One of the best ways to make money in the market is by getting in on a stock before everyone else does. That method carries risk, though, as lesser-known biotech stocks are often not profitable and may never get there.

However, Atara Biotherapeutics (ATRA -8.57%), Agios Pharmaceuticals (AGIO), and Beam Therapeutics (BEAM -4.00%) at least have a road map toward becoming profitable. These companies only make sense as long-term plays for investors who are not averse to some risk. The three biotech stocks aren't profitable yet and their shares are all down so far this year.

But they have unique approaches that set them apart from competitors, and two of the three have newly approved therapies.

Staying on the Beam

Beam Therapeutics is different from many CRISPR-editing biotechs in that it uses ex-vivo base cell editing instead of nuclease cell editing. The former method is considered more precise because it changes single DNA letters instead of larger strips of genetic code, and does so without breaking both strands of a DNA's double helix.

Beam stock is down more than 48% so far this year, but the company has a growing pipeline that shows promise. Its lead therapy is BEAM-101 to treat various blood diseases, including sickle cell disease (SCD) and beta thalassemia. The therapy is in a phase 1/2 trial to treat SCD.

In early December, the Food and Drug Administration (FDA) lifted its clinical hold on the Investigational New Drug Application for BEAM-201. The therapy is being tested to treat relapsed/refractory T-cell acute lymphoblastic leukemia.

The clinical-stage biotech isn't generating revenue yet, but through the third quarter it had $1.1 billion in cash. It lost $109.6 million in the quarter, but it has enough funds to continue operations for several years.

A standout in the use of T-cell therapies

Atara Biotherapeutics' shares are down 77% so far this year. The biotech company has a unique focus in developing off-the-shelf, allogeneic T-cell immunotherapies to treat serious diseases including solid tumors, hematologic cancers, and autoimmune disease. Using healthy donor cells, its therapies require no gene editing and differ from autologous therapies that edit an individual's cells before reintroducing them into the donor's body.

On Dec. 19, the company scored an approval in Europe for its lead therapy, Ebvallo. The approval is to treat patients aged two and older with relapsed or refractory Epstein-Barr virus-positive (EBV+) post-transplant lymphoproliferative disease, a potentially fatal condition that can follow an organ transplant. The therapy is also in trials to treat nasopharyngeal carcinoma and cancers related to EBV+.

The company is in line to get a $30 million milestone payment from French pharmaceutical and cosmetics company Pierre Fabre for receiving approval for Ebvallo in Europe. Pierre Fabre will market the drug in the European Community.

As of the third quarter, Atara had $265.4 million in cash. That, combined with the milestone payment, should be enough to fund operations into the first quarter of 2024, the company said. Atara's next step is to find a partner in the U.S. as it applies for a biologics license application for Ebvallo here.
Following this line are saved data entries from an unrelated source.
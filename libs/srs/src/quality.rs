//! Review quality score.

use std::fmt;

use crate::SrsError;

/// Self-assessed recall quality on the SM-2 scale.
///
/// - 0: complete blackout
/// - 1: incorrect, but the answer was recognised
/// - 2: incorrect, but the answer seemed easy once shown
/// - 3: correct with serious difficulty
/// - 4: correct after hesitation
/// - 5: perfect recall
#[derive(Debug, Clone, Copy, PartialEq, Eq, PartialOrd, Ord, Hash)]
pub struct Quality(u8);

impl Quality {
    /// Highest quality score.
    pub const MAX: u8 = 5;

    /// Lowest score that counts as a correct recall.
    pub const PASSING: u8 = 3;

    /// Creates a quality score, rejecting values outside `0..=5`.
    pub fn new(value: i64) -> Result<Self, SrsError> {
        match u8::try_from(value) {
            Ok(v) if v <= Self::MAX => Ok(Self(v)),
            _ => Err(SrsError::InvalidQuality(value)),
        }
    }

    /// Returns the raw score.
    #[must_use]
    pub const fn value(&self) -> u8 {
        self.0
    }

    /// Whether this score counts as a correct recall.
    #[must_use]
    pub const fn is_correct(&self) -> bool {
        self.0 >= Self::PASSING
    }
}

impl TryFrom<i64> for Quality {
    type Error = SrsError;

    fn try_from(value: i64) -> Result<Self, Self::Error> {
        Self::new(value)
    }
}

impl fmt::Display for Quality {
    fn fmt(&self, f: &mut fmt::Formatter<'_>) -> fmt::Result {
        write!(f, "{}", self.0)
    }
}

#[cfg(test)]
mod tests {
    use super::*;
    use rstest::rstest;

    #[rstest]
    #[case(0)]
    #[case(3)]
    #[case(5)]
    fn accepts_scale(#[case] value: i64) {
        assert_eq!(Quality::new(value).unwrap().value() as i64, value);
    }

    #[rstest]
    #[case(-1)]
    #[case(6)]
    #[case(256)]
    #[case(i64::MAX)]
    fn rejects_out_of_range(#[case] value: i64) {
        assert_eq!(Quality::new(value), Err(SrsError::InvalidQuality(value)));
    }

    #[rstest]
    #[case(0, false)]
    #[case(2, false)]
    #[case(3, true)]
    #[case(5, true)]
    fn passing_threshold(#[case] value: i64, #[case] correct: bool) {
        assert_eq!(Quality::new(value).unwrap().is_correct(), correct);
    }
}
The company's other lead pipeline therapy is ATA188 to treat progressive multiple sclerosis. Atara has other early-stage oncology candidates, all of which use off-the-shelf allogenic T-cell immunotherapies.

The big risk for Atara is its relatively weak cash position as it begins to market Ebvallo. However, the potential for its therapies could make it a buyout candidate for a larger company with the wherewithal to promote the drug.

Agios has a potential blockbuster in Pyrukynd

Agios Pharmaceuticals has shown it has a future beyond oncology. The company sold acute myeloid leukemia drug Tibsovo and the rest of its oncology pipeline to Servier Laboratories in 2020 for $1.8 billion. The company is now focusing on diseases that involve pyruvate kinase (PK) deficiency, which can cause lifetime chronic anemia in adults. Its newly marketed drug is Pyrukynd, which just picked up its second approval in Europe. 

The therapy, which was already approved by the FDA last February to treat hemolytic anemia, was just approved in November in the E.U. to treat PK deficiency. Though it's not a foregone conclusion, it is likely the therapy will get approval for the same indication from the FDA.

Agios' shares are down a little more than 14% so far this year. It is also looking at Pyrukynd as a therapy to treat two other genetic blood disorders in beta thalassemia and sickle cell disease. An approval for either disorder would significantly increase revenue for Agios.

It's a good time to get in on the stock as it ramps up marketing for Pyrukynd. It has $1.18 billion in cash and cash equivalents, and the drug delivered $7.4 billion in revenue through nine months. That's a strong start for the drug's first two full quarters since its launch, and it could grow considerably as applications are added.